Agar mahasiswa mengetahui perubahan kimia yang terjadi didalam olahan bekasam.
Agar mahasiswa mengetahui mikroba yang berperan di dalam fermentasi bekasam.
Agar mahasiswa memiliki ketrampilan dalam proses pembuatan bekasam.
Teori Singkat
Fermentasi bahan pangan adalah sebagai hasil kegiatan beberapa jenis mikroorganisme diantara beribu-ribu jenis bakteri (Buckle, et al., 1987. Ditambahkan oleh Afrianto dan Liviawaty (2005), pada dasarnya fermentasi adalah suatu proses penguraian senyawa-senyawa yang lebih sederhana enzim atau fermen yang berasal dari tubuh ikan itu sendiri atau dari mikroorrganisme, dan berlangsung dalam kondisi lingkungan yang terkontrol. Menurut Murniyati dan Sunarman (2000, fermentasi adalah proses penguraian daging yang dilakukan oleh enzim yang memberikan hasil yang meguntungkan. Proses fermentasi serupa dengan pembusukan, tetapi fermentasi menghasilkan zat-zat yang memberikan hasil rasa dan aroma yang spesifik dan disukai orang.

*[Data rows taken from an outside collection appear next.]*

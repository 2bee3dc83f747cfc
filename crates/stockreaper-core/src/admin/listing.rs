use crate::catalog::{ListOrder, ListQuery, SortDirection, StockStatus};

use super::column::DAYS_OUT_OF_STOCK;

/// Raw listing request as the admin screen sends it
#[derive(Debug, Clone, Default, PartialEq, Eq)]
pub struct ListRequest {
    pub orderby: Option<String>,
    pub order: Option<String>,
    pub is_admin: bool,
    pub is_main_query: bool,
}

impl ListRequest {
    /// A request coming from the main admin product screen
    pub fn admin(orderby: Option<String>, order: Option<String>) -> Self {
        Self {
            orderby,
            order,
            is_admin: true,
            is_main_query: true,
        }
    }
}

/// Translate a listing request into a store query.
///
/// Ordering by days out of stock sorts by `last_modified` and only lists
/// out-of-stock products. More days out of stock means an older modification
/// time, so the requested direction is inverted. The rewrite only applies to
/// the main admin query; anything else gets the plain mapping.
pub fn rewrite(request: &ListRequest) -> ListQuery {
    let direction = request
        .order
        .as_deref()
        .and_then(SortDirection::parse)
        .unwrap_or_default();

    let mut query = ListQuery {
        direction,
        ..ListQuery::default()
    };

    match request.orderby.as_deref() {
        Some(DAYS_OUT_OF_STOCK) if request.is_admin && request.is_main_query => {
            query.order_by = ListOrder::LastModified;
            query.stock_status = Some(StockStatus::OutOfStock);
            query.direction = direction.reversed();
        }
        Some("title") | Some("name") => query.order_by = ListOrder::Title,
        Some("modified") | Some("last_modified") => query.order_by = ListOrder::LastModified,
        _ => query.order_by = ListOrder::Id,
    }

    query
}
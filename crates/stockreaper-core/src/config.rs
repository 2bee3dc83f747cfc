use serde::{Deserialize, Serialize};
use std::num::NonZeroU32;
use std::path::{Path, PathBuf};
use std::time::Duration;

use crate::catalog::StalenessPolicy;

#[derive(Debug, Clone, Default, Serialize, Deserialize)]
pub struct AppConfig {
    #[serde(default)]
    pub general: GeneralConfig,
    #[serde(default)]
    pub reaper: ReaperConfig,
    #[serde(default)]
    pub admin: AdminConfig,
}

#[derive(Debug, Clone, Serialize, Deserialize)]
pub struct GeneralConfig {
    /// Data directory path
    #[serde(default = "default_data_dir")]
    pub data_dir: PathBuf,
    /// Log level
    #[serde(default = "default_log_level")]
    pub log_level: String,
}

impl Default for GeneralConfig {
    fn default() -> Self {
        Self {
            data_dir: default_data_dir(),
            log_level: default_log_level(),
        }
    }
}

#[derive(Debug, Clone, Serialize, Deserialize)]
pub struct ReaperConfig {
    /// Days a product may stay out of stock before it is deleted
    #[serde(default = "default_threshold_days")]
    pub threshold_days: u32,
    /// Cadence of the scheduled reaper job
    #[serde(default = "default_interval")]
    pub interval_secs: u64,
    /// How often the daemon checks for due jobs
    #[serde(default = "default_poll_interval")]
    pub poll_interval_secs: u64,
    /// Name of the recurring job in the job registry
    #[serde(default = "default_job_name")]
    pub job_name: String,
}

impl Default for ReaperConfig {
    fn default() -> Self {
        Self {
            threshold_days: default_threshold_days(),
            interval_secs: default_interval(),
            poll_interval_secs: default_poll_interval(),
            job_name: default_job_name(),
        }
    }
}

impl ReaperConfig {
    pub fn policy(&self) -> crate::Result<StalenessPolicy> {
        NonZeroU32::new(self.threshold_days)
            .map(StalenessPolicy::new)
            .ok_or_else(|| crate::Error::Config("reaper.threshold_days must be greater than 0".to_string()))
    }

    pub fn interval(&self) -> Duration {
        Duration::from_secs(self.interval_secs.max(1))
    }

    pub fn poll_interval(&self) -> Duration {
        Duration::from_secs(self.poll_interval_secs.max(1))
    }
}

#[derive(Debug, Clone, Serialize, Deserialize)]
pub struct AdminConfig {
    /// Header of the days-out-of-stock column
    #[serde(default = "default_column_label")]
    pub column_label: String,
    /// Unit shown after a count of exactly one
    #[serde(default = "default_day_singular")]
    pub day_singular: String,
    /// Unit shown after any other count
    #[serde(default = "default_day_plural")]
    pub day_plural: String,
}

impl Default for AdminConfig {
    fn default() -> Self {
        Self {
            column_label: default_column_label(),
            day_singular: default_day_singular(),
            day_plural: default_day_plural(),
        }
    }
}

fn default_data_dir() -> PathBuf {
    dirs::data_local_dir()
        .unwrap_or_else(|| PathBuf::from("."))
        .join("stockreaper")
}

fn default_log_level() -> String {
    "info".to_string()
}

fn default_threshold_days() -> u32 {
    120
}

fn default_interval() -> u64 {
    86400 // daily
}

fn default_poll_interval() -> u64 {
    60
}

fn default_job_name() -> String {
    "delete_old_oos_products".to_string()
}

fn default_column_label() -> String {
    "Days out of stock".to_string()
}

fn default_day_singular() -> String {
    "day".to_string()
}

fn default_day_plural() -> String {
    "days".to_string()
}

fn expand_tilde(path: &Path) -> PathBuf {
    if let Some(path_str) = path.to_str() {
        if let Some(stripped) = path_str.strip_prefix("~/") {
            if let Some(home) = dirs::home_dir() {
                return home.join(stripped);
            }
        } else if path_str == "~" {
            if let Some(home) = dirs::home_dir() {
                return home;
            }
        }
    }
    path.to_path_buf()
}

impl AppConfig {
    pub fn load() -> crate::Result<Self> {
        Self::load_from(&Self::config_path())
    }

    /// Load from an explicit path, falling back to defaults when it does not exist
    pub fn load_from(config_path: &Path) -> crate::Result<Self> {
        let config: Self = if config_path.exists() {
            let content = std::fs::read_to_string(config_path)?;
            toml::from_str(&content)
                .map_err(|e| crate::Error::Config(e.to_string()))?
        } else {
            Self::default()
        };

        config.reaper.policy()?;
        Ok(config)
    }

    pub fn save(&self) -> crate::Result<()> {
        let config_path = Self::config_path();

        if let Some(parent) = config_path.parent() {
            std::fs::create_dir_all(parent)?;
        }

        let content = toml::to_string_pretty(self)
            .map_err(|e| crate::Error::Config(e.to_string()))?;
        std::fs::write(&config_path, content)?;

        Ok(())
    }

    pub fn config_path() -> PathBuf {
        dirs::home_dir()
            .unwrap_or_else(|| PathBuf::from("."))
            .join(".config")
            .join("stockreaper")
            .join("config.toml")
    }

    pub fn database_path(&self) -> PathBuf {
        self.data_dir().join("catalog.db")
    }

    pub fn data_dir(&self) -> PathBuf {
        expand_tilde(&self.general.data_dir)
    }
}
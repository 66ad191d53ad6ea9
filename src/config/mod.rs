//! Document configuration module
//!
//! This module provides type-safe configuration loading from environment variables
//! using the `config` and `dotenvy` crates. Configuration is loaded with the
//! `SEARCH_DOCUMENT` prefix and nested values use double underscores as separators.
//!
//! # Example
//!
//! ```no_run
//! use search_document::config::{init_tracing, DocumentConfig};
//! use search_document::install_shared_codec;
//!
//! let config = DocumentConfig::load().expect("Failed to load configuration");
//! config.validate().expect("Invalid configuration");
//!
//! init_tracing(&config.logging).expect("Failed to initialize tracing");
//! install_shared_codec(&config.codec).expect("Codec already in use");
//! ```

mod codec;
mod error;
mod logging;

pub use codec::{CodecConfig, MAX_INDENT};
pub use error::{ConfigError, ValidationError};
pub use logging::{init_tracing, LoggingConfig};

use serde::Deserialize;

/// Root configuration
///
/// Every section has defaults, so an empty environment yields a usable
/// configuration. Load using [`DocumentConfig::load()`].
#[derive(Debug, Clone, Default, Deserialize)]
pub struct DocumentConfig {
    /// JSON codec layout
    #[serde(default)]
    pub codec: CodecConfig,

    /// Tracing subscriber settings
    #[serde(default)]
    pub logging: LoggingConfig,
}

impl DocumentConfig {
    /// Load configuration from environment variables
    ///
    /// This function:
    /// 1. Loads `.env` file if present (for development)
    /// 2. Reads environment variables with `SEARCH_DOCUMENT` prefix
    /// 3. Uses `__` (double underscore) to separate nested values
    /// 4. Deserializes into typed configuration structs
    ///
    /// # Environment Variable Format
    ///
    /// - `SEARCH_DOCUMENT__CODEC__PRETTY=true` -> `codec.pretty = true`
    /// - `SEARCH_DOCUMENT__LOGGING__FILTER=warn` -> `logging.filter = "warn"`
    ///
    /// # Errors
    ///
    /// Returns `ConfigError` if values cannot be parsed into expected types.
    pub fn load() -> Result<Self, ConfigError> {
        // Load .env file if present (development)
        dotenvy::dotenv().ok();

        let config = config::Config::builder()
            .add_source(
                config::Environment::default()
                    .prefix("SEARCH_DOCUMENT")
                    .separator("__"),
            )
            .build()?
            .try_deserialize()?;

        Ok(config)
    }

    /// Validate all configuration values
    ///
    /// # Errors
    ///
    /// Returns `ValidationError` if any configuration value is invalid.
    pub fn validate(&self) -> Result<(), ValidationError> {
        self.codec.validate()?;
        self.logging.validate()?;
        Ok(())
    }
}

#[cfg(test)]
mod tests {
    use super::*;
    use std::env;
    use std::sync::Mutex;

    // Mutex to ensure tests don't run in parallel (env vars are global)
    static ENV_MUTEX: Mutex<()> = Mutex::new(());

    /// Helper to clear environment variables after testing
    fn clear_env() {
        env::remove_var("SEARCH_DOCUMENT__CODEC__PRETTY");
        env::remove_var("SEARCH_DOCUMENT__CODEC__INDENT");
        env::remove_var("SEARCH_DOCUMENT__LOGGING__FILTER");
        env::remove_var("SEARCH_DOCUMENT__LOGGING__JSON");
    }

    #[test]
    fn test_load_with_empty_environment_uses_defaults() {
        let _guard = ENV_MUTEX.lock().unwrap();
        clear_env();
        let result = DocumentConfig::load();

        assert!(result.is_ok(), "Failed to load config: {:?}", result.err());
        let config = result.unwrap();
        assert_eq!(config.codec, CodecConfig::default());
        assert_eq!(config.logging.filter, "info,search_document=debug");
        assert!(config.validate().is_ok());
    }

    #[test]
    fn test_load_codec_from_environment() {
        let _guard = ENV_MUTEX.lock().unwrap();
        env::set_var("SEARCH_DOCUMENT__CODEC__PRETTY", "true");
        env::set_var("SEARCH_DOCUMENT__CODEC__INDENT", "4");
        let result = DocumentConfig::load();
        clear_env();

        let config = result.unwrap();
        assert_eq!(config.codec, CodecConfig::pretty(4));
    }

    #[test]
    fn test_load_logging_from_environment() {
        let _guard = ENV_MUTEX.lock().unwrap();
        env::set_var("SEARCH_DOCUMENT__LOGGING__FILTER", "warn");
        env::set_var("SEARCH_DOCUMENT__LOGGING__JSON", "true");
        let result = DocumentConfig::load();
        clear_env();

        let config = result.unwrap();
        assert_eq!(config.logging.filter, "warn");
        assert!(config.logging.json);
    }

    #[test]
    fn test_validate_rejects_wide_indent() {
        let _guard = ENV_MUTEX.lock().unwrap();
        env::set_var("SEARCH_DOCUMENT__CODEC__INDENT", "16");
        let result = DocumentConfig::load();
        clear_env();

        let config = result.unwrap();
        assert!(matches!(
            config.validate(),
            Err(ValidationError::IndentTooLarge { .. })
        ));
    }
}
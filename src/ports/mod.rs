//! Ports - Interfaces between the document and its collaborators.
//!
//! Following hexagonal architecture, ports define the contracts between
//! the domain and the outside world. Adapters implement these ports.
//!
//! ## Document Ports
//!
//! - `DocumentContent` - Ordered key/value access
//! - `Document` - Identity, version and JSON rendering
//!
//! ## Codec Ports
//!
//! - `JsonCodec` - Encoding and decoding of JSON text

mod document;
mod json_codec;

pub use document::{Document, DocumentContent};
pub use json_codec::{CodecError, JsonCodec};
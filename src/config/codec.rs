//! JSON codec configuration

use serde::Deserialize;

use super::error::ValidationError;

/// Widest indent accepted for pretty output.
pub const MAX_INDENT: usize = 8;

/// Output layout of the shared JSON codec
#[derive(Debug, Clone, Deserialize, PartialEq, Eq)]
pub struct CodecConfig {
    /// Emit indented, multi-line JSON instead of compact JSON
    #[serde(default)]
    pub pretty: bool,

    /// Spaces per nesting level when `pretty` is set
    #[serde(default = "default_indent")]
    pub indent: usize,
}

impl CodecConfig {
    /// Compact output, the default.
    pub fn compact() -> Self {
        Self::default()
    }

    /// Pretty output with the given indent width.
    pub fn pretty(indent: usize) -> Self {
        Self {
            pretty: true,
            indent,
        }
    }

    /// Validate codec configuration
    pub fn validate(&self) -> Result<(), ValidationError> {
        if self.indent > MAX_INDENT {
            return Err(ValidationError::IndentTooLarge { max: MAX_INDENT });
        }
        Ok(())
    }
}

impl Default for CodecConfig {
    fn default() -> Self {
        Self {
            pretty: false,
            indent: default_indent(),
        }
    }
}

fn default_indent() -> usize {
    2
}

#[cfg(test)]
mod tests {
    use super::*;

    #[test]
    fn test_codec_config_defaults() {
        let config = CodecConfig::default();
        assert!(!config.pretty);
        assert_eq!(config.indent, 2);
        assert_eq!(config, CodecConfig::compact());
    }

    #[test]
    fn test_codec_config_deserialization() {
        let json = r#"{ "pretty": true, "indent": 4 }"#;

        let config: CodecConfig = serde_json::from_str(json).unwrap();
        assert_eq!(config, CodecConfig::pretty(4));
    }

    #[test]
    fn test_missing_indent_uses_default() {
        let config: CodecConfig = serde_json::from_str(r#"{ "pretty": true }"#).unwrap();
        assert_eq!(config.indent, 2);
    }

    #[test]
    fn test_indent_too_large_fails_validation() {
        let config = CodecConfig::pretty(MAX_INDENT + 1);
        assert!(matches!(
            config.validate(),
            Err(ValidationError::IndentTooLarge { max: MAX_INDENT })
        ));
        assert!(CodecConfig::pretty(MAX_INDENT).validate().is_ok());
    }
}
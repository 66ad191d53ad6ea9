//! serde_json Codec - Implementation of JsonCodec.
//!
//! Also owns the process-wide codec instance that documents render through
//! when no codec is passed explicitly.

use once_cell::sync::OnceCell;
use serde::Serialize;
use serde_json::ser::PrettyFormatter;
use serde_json::Value;

use crate::config::{CodecConfig, ConfigError};
use crate::ports::{CodecError, JsonCodec};

/// `serde_json`-backed codec.
///
/// # Thread Safety
///
/// Holds only its immutable layout settings, so it is `Send + Sync` and a
/// single instance can serve every document in the process.
#[derive(Debug, Clone, PartialEq, Eq)]
pub struct SerdeJsonCodec {
    // `None` selects compact output
    indent: Option<String>,
}

impl Default for SerdeJsonCodec {
    fn default() -> Self {
        Self::new(&CodecConfig::default())
    }
}

impl SerdeJsonCodec {
    /// Create a codec with the layout described by `config`.
    pub fn new(config: &CodecConfig) -> Self {
        let indent = config.pretty.then(|| " ".repeat(config.indent));
        Self { indent }
    }

    /// Returns true if output is indented.
    pub fn is_pretty(&self) -> bool {
        self.indent.is_some()
    }

    fn encode_pretty(value: &Value, indent: &str) -> Result<String, CodecError> {
        let mut buf = Vec::with_capacity(128);
        let formatter = PrettyFormatter::with_indent(indent.as_bytes());
        let mut serializer = serde_json::Serializer::with_formatter(&mut buf, formatter);
        value
            .serialize(&mut serializer)
            .map_err(CodecError::Encode)?;

        String::from_utf8(buf).map_err(|e| CodecError::Unsupported(e.to_string()))
    }
}

impl JsonCodec for SerdeJsonCodec {
    fn encode(&self, value: &Value) -> Result<String, CodecError> {
        match &self.indent {
            Some(indent) => Self::encode_pretty(value, indent),
            None => serde_json::to_string(value).map_err(CodecError::Encode),
        }
    }

    fn decode(&self, json: &str) -> Result<Value, CodecError> {
        serde_json::from_str(json).map_err(CodecError::Decode)
    }
}

/// Process-wide codec, set at most once.
static SHARED_CODEC: OnceCell<SerdeJsonCodec> = OnceCell::new();

/// Returns the process-wide codec, creating a compact one on first use.
pub fn shared_codec() -> &'static SerdeJsonCodec {
    SHARED_CODEC.get_or_init(|| {
        tracing::debug!("initializing default shared JSON codec");
        SerdeJsonCodec::default()
    })
}

/// Installs the process-wide codec from configuration.
///
/// Must run before the first document renders; once the shared codec
/// exists it cannot be replaced.
///
/// # Errors
///
/// - `ConfigError::ValidationFailed` if `config` is invalid
/// - `ConfigError::CodecAlreadyInstalled` if the shared codec is already set
pub fn install_shared_codec(config: &CodecConfig) -> Result<&'static SerdeJsonCodec, ConfigError> {
    config.validate()?;

    let codec = SerdeJsonCodec::new(config);
    if SHARED_CODEC.set(codec).is_err() {
        tracing::warn!("shared JSON codec already initialized, keeping existing instance");
        return Err(ConfigError::CodecAlreadyInstalled);
    }

    tracing::debug!(pretty = config.pretty, indent = config.indent, "installed shared JSON codec");
    Ok(shared_codec())
}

Ikan Mujair merupakan salah satu jenis ikan air tawar yang banyak ditangkap di daerah perairan umum, kolam, sawah dan tambak serta biasanya dikonsumsi dalam bentuk segar, asin dan kering. Oleh karena bentuk olahan tersebut mempunyai masa simpan yang relatif pendek, maka pemasarannya terbatas pada daya awet dari olahan tersebut, disamping itu ikan cepat mengalami pembusukan dan tidak bertahan lama, maka perlu dilakukan pengolahan ikan yang lebih baik, salah satu alternatif pemecahan diatas adalah pengolahan dengan fermentasi sehingga dihasilkan produk yang mempunyai daya awet lama dan disukai konsumen.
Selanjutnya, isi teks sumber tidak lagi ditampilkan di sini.